Newborn Screening in India

S Sachidananda Kamath

National President, Indian Academy of Pediatrics, 2015.
Email: drsskamath@gmail.com

ewborn screening for common metabolic and genetic disorders should be an integral part of neonatal care as early detection and treatment can help prevent intellectual and physical defects and life threatening illnesses [1]. The list of conditions for which screening is carried out differs from country to country, based on the prevalence of the condition and available resources. Universal screening for about 40 to 50 metabolic disorders is mandatory in US, Europe and many other countries across the world. Though universal screening is a cost-intensive exercise, the benefits far exceed the cost as it helps in reducing the mortality and morbidity of these diseases. In 1968, Wilson and Jungner [2] proposed the following criteria for inclusion of a condition in screening: (i) condition should have an important health problem/frequency; (ii) test should be acceptable to the population (reliable/simple); (iii) disease does not manifest at birth/ routine examination; (iv) treatment will prevent mortality and morbidity; (v) delay in diagnosis will cause irreversible damage; and (vi) screening is cost-effective.

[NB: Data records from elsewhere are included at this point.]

impl ParamValue {
    /// Shortest fixed-point serialization used by both the signature and the
    /// request body. Floats are formatted at 15 decimal places, trailing
    /// zeros stripped, then a trailing `.` stripped; an empty result (e.g.
    /// `0.000...0`) falls back to `"0"`. Bools serialize as lowercase
    /// `true`/`false`.
    fn normalize(&self) -> String {
        match self {
            ParamValue::Str(s) => s.clone(),
            ParamValue::I64(n) => n.to_string(),
            ParamValue::Bool(b) => b.to_string(),
            ParamValue::F64(f) => {
                let s = format!("{:.15}", f);
                let s = s.trim_end_matches('0').trim_end_matches('.');
                if s.is_empty() {
                    "0".to_string()
                } else {
                    s.to_string()
                }
            }
        }
    }
}

/// Build the exact query string (insertion order preserved, percent-encoded
/// values) used both for the HMAC input and the HTTP request.
fn build_query(params: &[Param]) -> String {
    params
        .iter()
        .map(|Param(key, value)| format!("{key}={}", urlencode(&value.normalize())))
        .collect::<Vec<_>>()
        .join("&")
}

fn urlencode(s: &str) -> String {
    let mut out = String::with_capacity(s.len());
    for b in s.bytes() {
        match b {
            b'A'..=b'Z' | b'a'..=b'z' | b'0'..=b'9' | b'-' | b'_' | b'.' | b'~' => out.push(b as char),
            _ => out.push_str(&format!("%{:02X}", b)),
        }
    }
    out
}

/// Signed REST + websocket transport to the exchange. Cheaply cloneable —
/// holds its own connection pool and an HMAC signer.
#[derive(Clone)]
pub struct ExchangeClient {
    api_key: String,
    secret: String,
    base_url: String,
    client: reqwest::Client,
    /// local_now + offset = adjusted server time.
    time_offset_ms: std::sync::Arc<AtomicI64>,
    pub rate_limit: std::sync::Arc<RateLimitTracker>,
}
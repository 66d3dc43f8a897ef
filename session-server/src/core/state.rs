use std::sync::Arc;

use sqlx::SqlitePool;

use crate::banking::PayoutAccount;
use crate::core::{Config, Result};
use crate::db::DbService;
use crate::db::repository::SqliteReservationStore;
use crate::seating::ReservationStore;

/// 服务器状态 - 持有所有服务的共享引用
///
/// 使用 Arc / 连接池实现浅拷贝，Clone 成本极低。
///
/// | 字段 | 类型 | 说明 |
/// |------|------|------|
/// | config | Config | 配置项 (不可变) |
/// | pool | SqlitePool | SQLite 连接池 |
/// | seats | Arc<dyn ReservationStore> | 座位预订存储 |
/// | payout | Option<PayoutAccount> | 收款账户 (IBAN) |
#[derive(Clone)]
pub struct ServerState {
    /// 服务器配置
    pub config: Config,
    /// SQLite 连接池
    pub pool: SqlitePool,
    /// 座位预订存储
    pub seats: Arc<dyn ReservationStore>,
    /// 收款账户，启动时由 PAYMENT_ACCOUNT 解析
    pub payout: Option<PayoutAccount>,
}

impl std::fmt::Debug for ServerState {
    fn fmt(&self, f: &mut std::fmt::Formatter<'_>) -> std::fmt::Result {
        f.debug_struct("ServerState")
            .field("config", &self.config)
            .field("payout", &self.payout)
            .finish_non_exhaustive()
    }
}

impl ServerState {
    /// 创建服务器状态 (手动构造)
    ///
    /// 通常使用 [`ServerState::initialize`] 代替
    pub fn new(config: Config, pool: SqlitePool) -> Self {
        let payout = config
            .payment_account
            .as_deref()
            .and_then(|account| PayoutAccount::from_domestic(account, &config.payment_currency));
        Self {
            seats: Arc::new(SqliteReservationStore::new(pool.clone())),
            config,
            pool,
            payout,
        }
    }

    /// 初始化服务器状态
    ///
    /// 按顺序初始化：
    /// 1. 工作目录结构
    /// 2. 数据库 (work_dir/session.db) 和迁移
    /// 3. 收款账户
    pub async fn initialize(config: &Config) -> Result<Self> {
        config.ensure_work_dir()?;

        let db_path = config.database_path();
        let db = DbService::new(&db_path.to_string_lossy()).await?;

        let state = Self::new(config.clone(), db.pool);
        match &state.payout {
            Some(payout) => tracing::info!(iban = %payout.iban, currency = %payout.currency, "Payout account configured"),
            None => tracing::info!("No payout account, bills carry no payment instructions"),
        }
        Ok(state)
    }

    /// 替换座位存储 (测试或临时会话使用内存存储)
    pub fn with_seat_store(mut self, store: Arc<dyn ReservationStore>) -> Self {
        self.seats = store;
        self
    }
}
//! In-memory reservation store

use async_trait::async_trait;
use dashmap::DashMap;
use dashmap::mapref::entry::Entry;
use shared::models::{SeatReservation, SeatReservationCreate};
use std::sync::atomic::{AtomicI64, Ordering};

use super::ReservationStore;
use crate::db::repository::{RepoError, RepoResult};

type Key = (String, String);

/// DashMap-backed store, used by tests and for throwaway sessions
#[derive(Debug, Default)]
pub struct MemoryReservationStore {
    seats: DashMap<Key, SeatReservation>,
    last_id: AtomicI64,
}

impl MemoryReservationStore {
    pub fn new() -> Self {
        Self::default()
    }

    pub fn len(&self) -> usize {
        self.seats.len()
    }

    pub fn is_empty(&self) -> bool {
        self.seats.is_empty()
    }
}

#[async_trait]
impl ReservationStore for MemoryReservationStore {
    async fn find(&self, session_id: &str, seat_id: &str) -> RepoResult<Option<SeatReservation>> {
        let key = (session_id.to_string(), seat_id.to_string());
        Ok(self.seats.get(&key).map(|r| r.value().clone()))
    }

    async fn insert(&self, data: SeatReservationCreate) -> RepoResult<SeatReservation> {
        let key = (data.session_id.clone(), data.seat_id.clone());
        // The entry holds the shard lock, so check and insert are one step
        match self.seats.entry(key) {
            Entry::Occupied(_) => Err(RepoError::Duplicate(format!(
                "seat {} in session {} is already reserved",
                data.seat_id, data.session_id
            ))),
            Entry::Vacant(slot) => {
                let reservation = SeatReservation {
                    id: self.last_id.fetch_add(1, Ordering::Relaxed) + 1,
                    session_id: data.session_id,
                    seat_id: data.seat_id,
                    guest_id: data.guest_id,
                    guest_name: data.guest_name,
                    auto_reserved: data.auto_reserved,
                    created_at: shared::util::now_millis(),
                };
                slot.insert(reservation.clone());
                Ok(reservation)
            }
        }
    }

    async fn delete(&self, reservation: &SeatReservation) -> RepoResult<bool> {
        let key = (reservation.session_id.clone(), reservation.seat_id.clone());
        Ok(self
            .seats
            .remove_if(&key, |_, current| current == reservation)
            .is_some())
    }

    async fn list(&self, session_id: &str) -> RepoResult<Vec<SeatReservation>> {
        Ok(self
            .seats
            .iter()
            .filter(|entry| entry.key().0 == session_id)
            .map(|entry| entry.value().clone())
            .collect())
    }
}

#[cfg(test)]
mod tests {
    use super::*;

    fn data(seat_id: &str, guest_id: &str) -> SeatReservationCreate {
        SeatReservationCreate {
            session_id: "s1".to_string(),
            seat_id: seat_id.to_string(),
            guest_id: guest_id.to_string(),
            guest_name: guest_id.to_uppercase(),
            auto_reserved: false,
        }
    }

    #[tokio::test]
    async fn insert_is_conditional() {
        let store = MemoryReservationStore::new();
        store.insert(data("A1", "g1")).await.unwrap();

        let err = store.insert(data("A1", "g2")).await.unwrap_err();
        assert!(matches!(err, RepoError::Duplicate(_)));
        assert_eq!(store.find("s1", "A1").await.unwrap().unwrap().guest_id, "g1");
        assert_eq!(store.len(), 1);
    }

    #[tokio::test]
    async fn delete_ignores_stale_reservation() {
        let store = MemoryReservationStore::new();
        let first = store.insert(data("A1", "g1")).await.unwrap();
        assert!(store.delete(&first).await.unwrap());

        let second = store.insert(data("A1", "g2")).await.unwrap();
        assert_ne!(first.id, second.id);
        // Deleting the old row must not remove the new one
        assert!(!store.delete(&first).await.unwrap());
        assert_eq!(store.find("s1", "A1").await.unwrap(), Some(second));
    }

    #[tokio::test]
    async fn list_filters_by_session() {
        let store = MemoryReservationStore::new();
        store.insert(data("A1", "g1")).await.unwrap();
        let mut other = data("A1", "g2");
        other.session_id = "s2".to_string();
        store.insert(other).await.unwrap();

        let listed = store.list("s1").await.unwrap();
        assert_eq!(listed.len(), 1);
        assert_eq!(listed[0].guest_id, "g1");
        assert!(store.list("s3").await.unwrap().is_empty());
    }
}
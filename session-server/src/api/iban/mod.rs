//! IBAN API 模块
//!
//! | 路径 | 方法 | 说明 |
//! |------|------|------|
//! | /api/iban | POST | 捷克国内账号转换为 IBAN |

mod handler;

use axum::{Router, routing::post};

use crate::core::ServerState;

pub fn router() -> Router<ServerState> {
    Router::new().route("/api/iban", post(handler::generate))
}
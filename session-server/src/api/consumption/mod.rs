//! Consumption API 模块
//!
//! | 路径 | 方法 | 说明 |
//! |------|------|------|
//! | /api/sessions/{session_id}/consumption | POST | 记录消费 |
//! | /api/sessions/{session_id}/consumption | GET | 按客人汇总 |
//! | /api/sessions/{session_id}/guests/{guest_id}/consumption | GET | 客人消费明细 |
//! | /api/sessions/{session_id}/guests/{guest_id}/bill | GET | 客人账单 (含付款信息) |

mod handler;

use axum::{Router, routing::get};

use crate::core::ServerState;

pub fn router() -> Router<ServerState> {
    Router::new().nest("/api/sessions/{session_id}", routes())
}

fn routes() -> Router<ServerState> {
    Router::new()
        .route("/consumption", get(handler::totals).post(handler::create))
        .route("/guests/{guest_id}/consumption", get(handler::list_for_guest))
        .route("/guests/{guest_id}/bill", get(handler::bill))
}
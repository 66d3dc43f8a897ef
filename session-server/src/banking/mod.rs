//! Banking helpers
//!
//! - [`iban`] - Czech domestic account → IBAN with mod-97 check digits
//! - [`payment`] - payout account and QR payment strings for guest bills

pub mod iban;
pub mod payment;

pub use iban::{BankAccount, IbanError};
pub use payment::PayoutAccount;
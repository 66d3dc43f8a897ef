use thiserror::Error;

/// 服务器启动/运行错误
///
/// 请求级错误使用 [`shared::error::AppError`]
#[derive(Error, Debug)]
pub enum ServerError {
    #[error("数据库错误: {0}")]
    Database(String),

    #[error("IO 错误: {0}")]
    Io(#[from] std::io::Error),

    #[error("内部服务器错误: {0}")]
    Internal(#[from] anyhow::Error),
}

impl From<shared::error::AppError> for ServerError {
    fn from(err: shared::error::AppError) -> Self {
        ServerError::Database(err.message)
    }
}

/// 服务器 Result 类型别名
pub type Result<T> = std::result::Result<T, ServerError>;
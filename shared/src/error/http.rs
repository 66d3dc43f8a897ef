//! HTTP status code mapping for error codes

use super::codes::ErrorCode;
use http::StatusCode;

impl ErrorCode {
    /// Get the appropriate HTTP status code for this error code
    pub fn http_status(&self) -> StatusCode {
        match self {
            Self::Success => StatusCode::OK,

            Self::ReservationNotFound => StatusCode::NOT_FOUND,

            Self::AlreadyExists | Self::SeatTaken => StatusCode::CONFLICT,

            Self::NotSeatOwner => StatusCode::FORBIDDEN,

            Self::DatabaseError => StatusCode::INTERNAL_SERVER_ERROR,

            // 400 Bad Request (default for validation/format errors)
            _ => StatusCode::BAD_REQUEST,
        }
    }
}

#[cfg(test)]
mod tests {
    use super::*;

    #[test]
    fn test_success_status() {
        assert_eq!(ErrorCode::Success.http_status(), StatusCode::OK);
    }

    #[test]
    fn test_not_found_status() {
        assert_eq!(
            ErrorCode::ReservationNotFound.http_status(),
            StatusCode::NOT_FOUND
        );
    }

    #[test]
    fn test_conflict_status() {
        assert_eq!(ErrorCode::SeatTaken.http_status(), StatusCode::CONFLICT);
        assert_eq!(ErrorCode::AlreadyExists.http_status(), StatusCode::CONFLICT);
    }

    #[test]
    fn test_forbidden_status() {
        assert_eq!(ErrorCode::NotSeatOwner.http_status(), StatusCode::FORBIDDEN);
    }

    #[test]
    fn test_bad_request_status() {
        assert_eq!(
            ErrorCode::ValidationFailed.http_status(),
            StatusCode::BAD_REQUEST
        );
        assert_eq!(
            ErrorCode::RequiredField.http_status(),
            StatusCode::BAD_REQUEST
        );
        assert_eq!(
            ErrorCode::InvalidSeatId.http_status(),
            StatusCode::BAD_REQUEST
        );
        assert_eq!(
            ErrorCode::InvalidBankAccount.http_status(),
            StatusCode::BAD_REQUEST
        );
        assert_eq!(
            ErrorCode::ValueOutOfRange.http_status(),
            StatusCode::BAD_REQUEST
        );
    }

    #[test]
    fn test_internal_error_status() {
        assert_eq!(
            ErrorCode::DatabaseError.http_status(),
            StatusCode::INTERNAL_SERVER_ERROR
        );
    }
}
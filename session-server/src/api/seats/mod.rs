//! Seat API 模块
//!
//! | 路径 | 方法 | 说明 |
//! |------|------|------|
//! | /api/seats/{seat_id}/partner | GET | 同桌座位 |
//! | /api/sessions/{session_id}/seats | GET | 会话内所有预订 |
//! | /api/sessions/{session_id}/seats/{seat_id} | GET | 单个座位预订 |
//! | /api/sessions/{session_id}/seats/{seat_id} | POST | 预订座位 (自动预订同桌) |
//! | /api/sessions/{session_id}/seats/{seat_id}?guest_id= | DELETE | 释放座位 |

mod handler;

use axum::{Router, routing::get};

use crate::core::ServerState;

pub fn router() -> Router<ServerState> {
    Router::new()
        .route("/api/seats/{seat_id}/partner", get(handler::partner))
        .nest("/api/sessions/{session_id}/seats", routes())
}

fn routes() -> Router<ServerState> {
    Router::new().route("/", get(handler::list)).route(
        "/{seat_id}",
        get(handler::get_by_id)
            .post(handler::reserve)
            .delete(handler::release),
    )
}
//! Guest Bill Model

use serde::{Deserialize, Serialize};

/// What a guest owes for a session
#[derive(Debug, Clone, Serialize, Deserialize)]
pub struct GuestBill {
    pub session_id: String,
    pub guest_id: String,
    pub item_count: i64,
    pub total: f64,
    /// Present when the host configured a payout account and the total is positive
    #[serde(skip_serializing_if = "Option::is_none")]
    pub payment: Option<PaymentInstructions>,
}

/// Bank transfer instructions for settling a bill
#[derive(Debug, Clone, Serialize, Deserialize)]
pub struct PaymentInstructions {
    pub iban: String,
    pub amount: f64,
    pub currency: String,
    pub message: String,
    /// Czech QR payment string (SPAYD 1.0)
    pub spayd: String,
}

/// IBAN conversion request body
#[derive(Debug, Clone, Serialize, Deserialize)]
pub struct IbanRequest {
    pub account: String,
}

/// IBAN conversion response
#[derive(Debug, Clone, Serialize, Deserialize)]
pub struct IbanResponse {
    pub account: String,
    pub iban: String,
}
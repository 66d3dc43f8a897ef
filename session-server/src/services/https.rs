use std::time::{Duration, Instant};

use axum::extract::{MatchedPath, Request};
use axum::middleware::{self, Next};
use axum::response::Response;
use axum::Router;
use tower_http::compression::CompressionLayer;
use tower_http::cors::CorsLayer;
use tower_http::timeout::TimeoutLayer;
use tracing::{info, warn};

use crate::core::ServerState;

/// 请求日志中间件
///
/// 记录请求开始和结束，包含以下信息：
/// - 请求 ID (x-request-id，不存在则生成)
/// - HTTP 方法和匹配的路由
/// - 响应状态码
/// - 请求延迟 (毫秒)
async fn log_request(req: Request, next: Next) -> Response {
    let start = Instant::now();

    let request_id = req
        .headers()
        .get("x-request-id")
        .and_then(|v| v.to_str().ok())
        .map(|s| s.to_string())
        .unwrap_or_else(|| uuid::Uuid::new_v4().to_string());

    let method = req.method().clone();
    let path = req
        .extensions()
        .get::<MatchedPath>()
        .map(|p| p.as_str().to_string())
        .unwrap_or_else(|| req.uri().path().to_string());

    tracing::debug!(request_id = %request_id, method = %method, path = %path, "Request started");

    let response = next.run(req).await;

    let latency = start.elapsed();
    let status = response.status();

    // 根据状态码使用不同级别记录日志
    if status.is_server_error() {
        warn!(
            request_id = %request_id,
            method = %method,
            path = %path,
            status = %status.as_u16(),
            latency_ms = %latency.as_millis(),
            "Request completed with server error"
        );
    } else {
        info!(
            target: "http_access",
            request_id = %request_id,
            method = %method,
            path = %path,
            status = %status.as_u16(),
            latency_ms = %latency.as_millis(),
            "Request completed"
        );
    }

    response
}

/// Build the Axum application with state and middleware applied
pub fn build_app(state: ServerState) -> Router {
    let timeout = Duration::from_millis(state.config.request_timeout_ms);

    Router::<ServerState>::new()
        .merge(crate::api::health::router())
        .merge(crate::api::iban::router())
        .merge(crate::api::seats::router())
        .merge(crate::api::consumption::router())
        .with_state(state)
        // Tower HTTP 中间件
        .layer(TimeoutLayer::new(timeout))
        .layer(CorsLayer::permissive())
        .layer(CompressionLayer::new())
        // HTTP 请求日志中间件
        .layer(middleware::from_fn(log_request))
}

The conditions for which neonatal screening has been proposed in Indian scenario include hearing loss, congenital hypothyroidism, congenital adrenal hyperplasia (CAH) and glucose-6-phosphate dehydrogenase (G6PD) deficiency [3-10]. Hearing loss has a high incidence, and if not corrected before 6 months of age, may lead to permanent hearing and speech impairment. Congenital hypothyroidism also has a high incidence and is the most important preventable cause of intellectual disability. Congenital adrenal hyperplasia. If undetected at birth, can result in mortality, morbidity or genital abnormalities. G6PD deficiency has a relatively high incidence in Northern parts of the country, and cost of testing is affordable. Considering the prevalence of these conditions and huge financial implications for universal screening for a developing country like India, a practical approach will be to categorise the conditions as follows:

Category A (all newborns): Screening for congenital hypothyroidism and hearing should be a must in Indian scenario. Screening for CAH and G6PD deficiency may be added in a phased manner. G6PD screening should be done in Northern states of the country. Screening for Sickle cell disease and other hemoglobinopathies should be undertaken in pockets of high incidence.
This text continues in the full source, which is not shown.